A situação fica ainda mais esquisita quando se sabe que o ministro-chefe da Secretaria de Comunicação Social (Secom), deputado Paulo Pimenta (PT-RS), também não tem falado sobre o assunto, evitando conversar com os veículos da mídia independente, coisa que sempre fez ao longo de sua vida pública.
Que o governo Lula está sob fogo cerrado, não há dúvida. Basta verificar que na próxima semana, além do projeto contendo o jaboti da Globo, duas Comissões Parlamentares de Inquérito (CPIs) deverão iniciar seus trabalhos, uma sobre os atos golpistas de 8 de janeiro e outra sobre o Movimento dos Trabalhadores Sem Terra (MST).
O objetivo da primeira CPI é tentar impor como verdadeira a narrativa dos golpistas de que Lula teria sido leniente diante dos atos que destruíram as sedes dos Três Poderes em Brasília.
Já a CPI do MST visa fustigar o governo e alimentar a narrativa golpista de que Lula apoia atos de vandalismo e invasões de propriedades, pois não foi apontado nenhum aspecto específico a ser investigado.
A CPI do MST é uma armação da mesma extrema-direita que desconvidou o ministro da Agricultura, Carlos Fávero, para a abertura de um dos mais importantes eventos nacionais do agronegócio, em Ribeirão Preto. O motivo foi a presença de Bolsonaro na abertura do evento.
Não há, na história recente brasileira nada semelhante a este tipo de grosseria, que não esconde sequer seu aspecto puramente ideológico.
No momento em que o governo tem pela frente a batalha pela aprovação do arcabouço fiscal, medida essencial para sepultar o famigerado teto de gastos e destravar o crescimento econômico, Lula terá que gastar muita energia com esse projeto das Fake News e as duas CPIs.
Vale destacar que na mesma semana em que a TV Globo exaltou o “jornalismo profissional” e criminalizou as plataformas, a CNN Brasil, divulgou sua segunda mentira em menos de 10 dias.

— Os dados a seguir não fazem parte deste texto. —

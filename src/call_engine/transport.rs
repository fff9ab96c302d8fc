//! Transport-Schnittstelle
//!
//! Der eigentliche Medientransport (ICE, DTLS, RTP) ist ein externer
//! Kollaborateur. Die Call-Session spricht nur über diese Traits mit ihm.

use super::frame::AudioFrame;
use crate::signaling::{IceCandidate, SessionDescription};
use async_trait::async_trait;
use std::sync::Arc;
use thiserror::Error;
use tokio::sync::mpsc;

// ============================================================================
// ERROR TYPES
// ============================================================================

#[derive(Error, Debug, Clone, PartialEq, Eq)]
pub enum TransportError {
    #[error("Transport setup failed: {0}")]
    Setup(String),

    #[error("Invalid description: {0}")]
    InvalidDescription(String),

    #[error("Negotiation failed: {0}")]
    Negotiation(String),

    #[error("Invalid candidate: {0}")]
    InvalidCandidate(String),

    #[error("Frame delivery failed: {0}")]
    Delivery(String),

    #[error("Transport closed")]
    Closed,
}

// ============================================================================
// EVENTS
// ============================================================================

/// Events, die der Transport an seine Session meldet
#[derive(Debug, Clone, PartialEq, Eq)]
pub enum TransportEvent {
    /// Lokal gefundener ICE Candidate
    LocalCandidate(IceCandidate),
    /// Verbindung steht, Medien können fließen
    ConnectivityEstablished,
    /// Verbindung ist endgültig gescheitert
    ConnectivityFailed(String),
    /// Transport wurde geschlossen
    Closed,
}

pub type TransportEventSender = mpsc::UnboundedSender<TransportEvent>;

// ============================================================================
// TRAITS
// ============================================================================

/// Ziel für Audio-Frames
#[async_trait]
pub trait FrameSink: Send + Sync {
    async fn push_audio_frame(&self, frame: &AudioFrame) -> Result<(), TransportError>;
}

/// Ein Transport pro Session.
///
/// `create_local_description` liefert ein Offer, solange keine Remote
/// Description gesetzt ist, sonst ein Answer.
#[async_trait]
pub trait MediaTransport: FrameSink {
    async fn create_local_description(
        &self,
        want_audio: bool,
    ) -> Result<SessionDescription, TransportError>;

    async fn apply_local_description(
        &self,
        description: &SessionDescription,
    ) -> Result<(), TransportError>;

    async fn apply_remote_description(
        &self,
        description: &SessionDescription,
    ) -> Result<(), TransportError>;

    async fn add_remote_candidate(&self, candidate: &IceCandidate) -> Result<(), TransportError>;

    async fn close(&self) -> Result<(), TransportError>;
}

/// Erzeugt Transporte. Lokale Candidates und Konnektivitätswechsel meldet
/// der Transport über `events`.
#[async_trait]
pub trait TransportFactory: Send + Sync {
    async fn create(
        &self,
        events: TransportEventSender,
        send_audio: bool,
    ) -> Result<Arc<dyn MediaTransport>, TransportError>;
}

Depois da manipulada edição dos vídeos sobre a invasão do Palácio do Planalto, que acabou derrubando o chefe do Gabinete de Segurança Institucional (GSI), general Gonçalves Dias, foi a vez da emissora do bolsonarista Rubens Menin divulgar que uma empresa ucraniana teria deixado de investir milhões no Brasil por causa das declarações do presidente Lula sobre a guerra naquele país.

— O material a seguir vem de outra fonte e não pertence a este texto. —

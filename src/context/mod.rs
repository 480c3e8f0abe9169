//! Per-request context subsystem.
//!
//! # Data Flow
//! ```text
//! Inbound request
//!     → http::middleware::correlation (resolve correlation id + platform)
//!     → headers.rs (immutable HeaderSet snapshot)
//!     → propagator.rs (task-local scope for the rest of the request)
//!
//! While the request is served:
//!     handler code        → ContextPropagator::get/set
//!     outbound forwarder  → ContextPropagator::inbound_headers + correlation_id
//!     exchange logging    → ContextPropagator::correlation_id
//! ```
//!
//! # Design Decisions
//! - Storage is task-local, never a shared map: concurrent requests cannot
//!   observe each other's entries
//! - Entries are cleared when the scope ends, on every exit path
//! - Code running outside a request (spawned tasks, background jobs) sees an
//!   empty context and degrades to no-ops

pub mod headers;
pub mod propagator;

pub use headers::HeaderSet;
pub use propagator::{ContextGuard, ContextPropagator, RequestContext, CORRELATION_ID_KEY, PLATFORM_KEY};
//! Configuration management subsystem.
//!
//! # Data Flow
//! ```text
//! config file (TOML)
//!     → loader.rs (parse & deserialize)
//!     → validation.rs (semantic checks, pattern compilation)
//!     → ServiceConfig (validated, immutable)
//!     → redaction rules and exclusions built once at startup
//! ```
//!
//! # Design Decisions
//! - Config is immutable once loaded; changes require a restart
//! - All fields have defaults to allow minimal configs
//! - Validation separates syntactic (serde) from semantic checks

pub mod loader;
pub mod schema;
pub mod validation;

pub use loader::{load_config, parse_config, ConfigError};
pub use schema::{
    ListenerConfig, LogFormat, LogbookConfig, ObfuscateConfig, ObservabilityConfig,
    ProfileServiceConfig, ServiceConfig, TimeoutConfig,
};
pub use validation::ValidationError;
//! Metrics collection and exposition.
//!
//! # Metrics
//! - `exchanges_logged_total` (counter): records emitted, by origin and direction
//! - `exchanges_excluded_total` (counter): exchanges skipped by path, by origin
//! - `redaction_body_parse_failures_total` (counter): bodies kept raw
//! - `outbound_requests_total` (counter): outbound calls, by status
//!
//! # Design Decisions
//! - Recording is a no-op until a recorder is installed
//! - Prometheus exporter is opt-in (`observability.metrics_enabled`)

use std::net::SocketAddr;

use metrics_exporter_prometheus::{BuildError, PrometheusBuilder};

use crate::http::exchange::Origin;
use crate::observability::sink::Direction;

/// Install the Prometheus recorder with its scrape endpoint on `addr`.
///
/// Must be called from within a Tokio runtime.
pub fn init_metrics(addr: SocketAddr) -> Result<(), BuildError> {
    PrometheusBuilder::new().with_http_listener(addr).install()?;
    tracing::info!(address = %addr, "Prometheus exporter listening");
    Ok(())
}

pub fn record_exchange(origin: Origin, direction: Direction) {
    ::metrics::counter!(
        "exchanges_logged_total",
        "origin" => origin.as_str(),
        "direction" => direction.as_str()
    )
    .increment(1);
}

pub fn record_excluded(origin: Origin) {
    ::metrics::counter!("exchanges_excluded_total", "origin" => origin.as_str()).increment(1);
}

pub fn record_body_parse_failure(origin: Origin) {
    ::metrics::counter!("redaction_body_parse_failures_total", "origin" => origin.as_str())
        .increment(1);
}

/// `status` is the response code, or `"error"` when no response arrived.
pub fn record_outbound(status: &str) {
    ::metrics::counter!("outbound_requests_total", "status" => status.to_string()).increment(1);
}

A mentira contou com a participação do governo de São Paulo, ocupado pelo bolsonarista Tarcísio de Freitas, pois um dos seus secretários teria confirmado a desistência.
Foi preciso a empresa, que sequer foi procurada pela reportagem da CNN, desmentir o assunto. Mas o estrago estava feito. As redes bolsonaristas já dispõem de nova munição contra o governo.
Tarcísio Freitas não é o primeiro governador a divulgar fake news. Seu colega, de Minas Gerais, Romeu Zema, fez isso recentemente, ao comparar Tiradentes e os integrantes da Inconfidência Mineira a golpistas contra a coroa portuguesa.
Por esse tipo de coisa, ambos deveriam ser enquadrados pelo projeto que visa combater as fake news. Mas do projeto também foi retirada a punição a parlamentares e agentes públicos, que assim poderão continuar mentindo sem qualquer punição.
Tarcísio deve estar comemorando. Zema também e junto com eles uma penca de parlamentares que vive divulgando mentiras.
O jaboti da Globo, as CPIs e as fake news desses governadores não são fatos isolados. Integram a nova ofensiva dos golpistas, cujo objetivo é tentar inviabilizar o governo Lula.
Resta saber como reagirá o Planalto, pois se o pedido de desculpas que Tarcísio fez a Lula soa tão verdadeiro quanto uma nota de três reais, a disposição dos golpistas de, ao atingir a mídia independente, atingir o próprio governo, é real.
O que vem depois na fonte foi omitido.